Fig. 7.

YAP modulates the m⁶A RNA methylation of EMT ‐related genes. (A) The distribution of transcript with a significant change in both m⁶A level and expression in the comparison of FSS‐HepG2 with HepG2 cells. (B) Major enriched and meaningful BP terms of m⁶A peaks transcripts. (C) Significantly enriched pathways of m⁶A peak transcripts. (D) Hierarchical clustering analysis of the differentially methylated mRNA. (E) qPCR analysis of METTL3, METTL14, WTAP and FTO in HepG2 and FSS‐HepG2 cells. (F) The methylation level analysis of EMT‐related genes identified in m⁶A‐mRNA microarray data. (G) ChIP‐qPCR showing fold changes of the association of YAP with the promoter of METTL3, METTL14, WTAP and FTO. (H) FSS induces YAP separation from integrin β subunits.
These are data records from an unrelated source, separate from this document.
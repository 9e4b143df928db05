use anyhow::Result;
use rustyline::error::ReadlineError;
use rustyline::DefaultEditor;

use multidb::{simplify, Expr, LexError, Lexer, SymbolTable};

const SYMBOLS_FILE: &str = "symbols.json";

/// Loads `symbols.json` from the working directory, falling back to the
/// built-in table.
fn load_symbol_table() -> SymbolTable {
    match SymbolTable::from_json_file(SYMBOLS_FILE) {
        Ok(table) => table,
        Err(e) => {
            log::info!("{}, using the default symbol table", e);
            SymbolTable::default()
        }
    }
}

fn lex_line(line: &str, table: &SymbolTable) {
    let mut lexer = Lexer::with_sink(line, table, Vec::<LexError>::new());
    for lexeme in lexer.by_ref() {
        let marker = if lexeme.is_ambiguous() { "?" } else { " " };
        println!("{} {:<12} {}", marker, lexeme.span.text(line), lexeme);
    }
    for error in lexer.into_sink() {
        println!("! {}", error);
    }
}

fn fold_line(json: &str) {
    let value: serde_json::Value = match serde_json::from_str(json) {
        Ok(value) => value,
        Err(e) => {
            println!("! invalid JSON: {}", e);
            return;
        }
    };
    match Expr::from_json(&value) {
        Ok(expr) => {
            println!("  input:      {}", expr);
            println!("  simplified: {}", simplify(expr));
        }
        Err(e) => println!("! {}", e),
    }
}

fn main() -> Result<()> {
    let level = if std::env::var_os("MULTIDB_DEBUG").is_some() { "debug" } else { "info" };
    env_logger::Builder::from_env(env_logger::Env::default().default_filter_or(level)).init();

    let table = load_symbol_table();
    println!("--- multidb expression front end ---");
    println!("Type an expression to tokenize it, ':fold <json>' to simplify a tree, ':quit' to exit.");

    let mut editor = DefaultEditor::new()?;
    loop {
        match editor.readline("multidb> ") {
            Ok(line) => {
                let line = line.trim();
                if line.is_empty() {
                    continue;
                }
                editor.add_history_entry(line)?;

                if line == ":quit" {
                    break;
                } else if let Some(json) = line.strip_prefix(":fold ") {
                    fold_line(json);
                } else {
                    lex_line(line, &table);
                }
            }
            Err(ReadlineError::Interrupted | ReadlineError::Eof) => break,
            Err(e) => return Err(e.into()),
        }
    }

    Ok(())
}
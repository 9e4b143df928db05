//! Where the lexer sends the errors it recovers from.

use crate::error::LexError;

/// Receives lexical errors as the lexer finds them.
pub trait DiagnosticSink {
    fn report(&mut self, error: LexError);
}

impl DiagnosticSink for Vec<LexError> {
    fn report(&mut self, error: LexError) {
        self.push(error);
    }
}

impl<S: DiagnosticSink + ?Sized> DiagnosticSink for &mut S {
    fn report(&mut self, error: LexError) {
        (**self).report(error);
    }
}

/// Forwards every diagnostic to the `log` facade at warn level.
#[derive(Debug, Default, Clone, Copy)]
pub struct LogSink;

impl DiagnosticSink for LogSink {
    fn report(&mut self, error: LexError) {
        log::warn!("{}", error);
    }
}

/// Drops every diagnostic.
#[derive(Debug, Default, Clone, Copy)]
pub struct IgnoreSink;

impl DiagnosticSink for IgnoreSink {
    fn report(&mut self, _: LexError) {}
}
//! Token definitions for the expression language.

use chrono::{NaiveDate, NaiveDateTime};
use smallvec::SmallVec;
use std::borrow::Cow;
use std::fmt;

use crate::position::Span;

/// The kind of a token together with its decoded value.
#[derive(Debug, Clone, PartialEq)]
pub enum TokenKind<'a> {
    // Literals
    Int(i64),
    Float(f64),
    Str(Cow<'a, str>), // Unquoted, with '' collapsed to '
    Date(NaiveDate),
    Datetime(NaiveDateTime),

    Identifier(&'a str),
    Keyword(&'a str), // Lowercase spelling from the symbol table
    Symbol(&'a str),
}

impl fmt::Display for TokenKind<'_> {
    fn fmt(&self, f: &mut fmt::Formatter<'_>) -> fmt::Result {
        match self {
            TokenKind::Int(v) => write!(f, "int({})", v),
            TokenKind::Float(v) => write!(f, "float({})", v),
            TokenKind::Str(v) => write!(f, "string({:?})", v),
            TokenKind::Date(v) => write!(f, "date({})", v),
            TokenKind::Datetime(v) => write!(f, "datetime({})", v),
            TokenKind::Identifier(v) => write!(f, "identifier({})", v),
            TokenKind::Keyword(v) => write!(f, "keyword({})", v),
            TokenKind::Symbol(v) => write!(f, "symbol({})", v),
        }
    }
}

/// One interpretation of a lexeme.
#[derive(Debug, Clone, PartialEq)]
pub struct Token<'a> {
    pub kind: TokenKind<'a>,
    pub span: Span,
}

/// Every interpretation that tied for the longest match at one position.
///
/// Never empty. All candidates share the same span and appear in matcher
/// order. Choosing between them is left to the parser.
#[derive(Debug, Clone, PartialEq)]
pub struct Lexeme<'a> {
    pub span: Span,
    pub candidates: SmallVec<[TokenKind<'a>; 2]>,
}

impl<'a> Lexeme<'a> {
    pub fn is_ambiguous(&self) -> bool {
        self.candidates.len() > 1
    }

    /// Returns the only candidate, or `None` when the lexeme is ambiguous.
    pub fn single(&self) -> Option<&TokenKind<'a>> {
        match self.candidates.as_slice() {
            [kind] => Some(kind),
            _ => None,
        }
    }

    pub fn contains(&self, kind: &TokenKind<'_>) -> bool {
        self.candidates.iter().any(|c| c == kind)
    }

    /// Expands the lexeme into standalone tokens.
    pub fn tokens(&self) -> impl Iterator<Item = Token<'a>> + '_ {
        self.candidates.iter().map(move |kind| Token {
            kind: kind.clone(),
            span: self.span,
        })
    }
}

impl fmt::Display for Lexeme<'_> {
    fn fmt(&self, f: &mut fmt::Formatter<'_>) -> fmt::Result {
        write!(f, "{} ", self.span)?;
        for (i, kind) in self.candidates.iter().enumerate() {
            if i > 0 {
                write!(f, " | ")?;
            }
            write!(f, "{}", kind)?;
        }
        Ok(())
    }
}

#[cfg(test)]
mod tests {
    use super::*;
    use crate::position::Position;
    use smallvec::smallvec;

    #[test]
    fn test_lexeme_expands_to_tokens() {
        let span = Span::new(
            Position::START,
            Position { offset: 2, line: 1, column: 3 },
        );
        let lexeme = Lexeme {
            span,
            candidates: smallvec![TokenKind::Identifier("or"), TokenKind::Keyword("or")],
        };

        assert!(lexeme.is_ambiguous());
        assert!(lexeme.contains(&TokenKind::Keyword("or")));
        assert!(!lexeme.contains(&TokenKind::Symbol("or")));

        let tokens: Vec<_> = lexeme.tokens().collect();
        assert_eq!(tokens.len(), 2);
        assert!(tokens.iter().all(|t| t.span == span));
        assert_eq!(tokens[1].kind, TokenKind::Keyword("or"));
        assert_eq!(lexeme.to_string(), "[1:1-1:3] identifier(or) | keyword(or)");
    }
}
Integrin β subunits transmit the biomechanical signal to F‐actin, which results in translocation of YAP to the nucleus through GEF‐H1. The activated nuclear YAP triggers EMT through transcriptional and post‐transcriptional modification of EMT‐related genes. Data are shown as mean ± SEM (n = 3, by two‐tailed unpaired t‐test, *P < 0.05, **P < 0.01, ***P < 0.001, n.s. denoting no significance).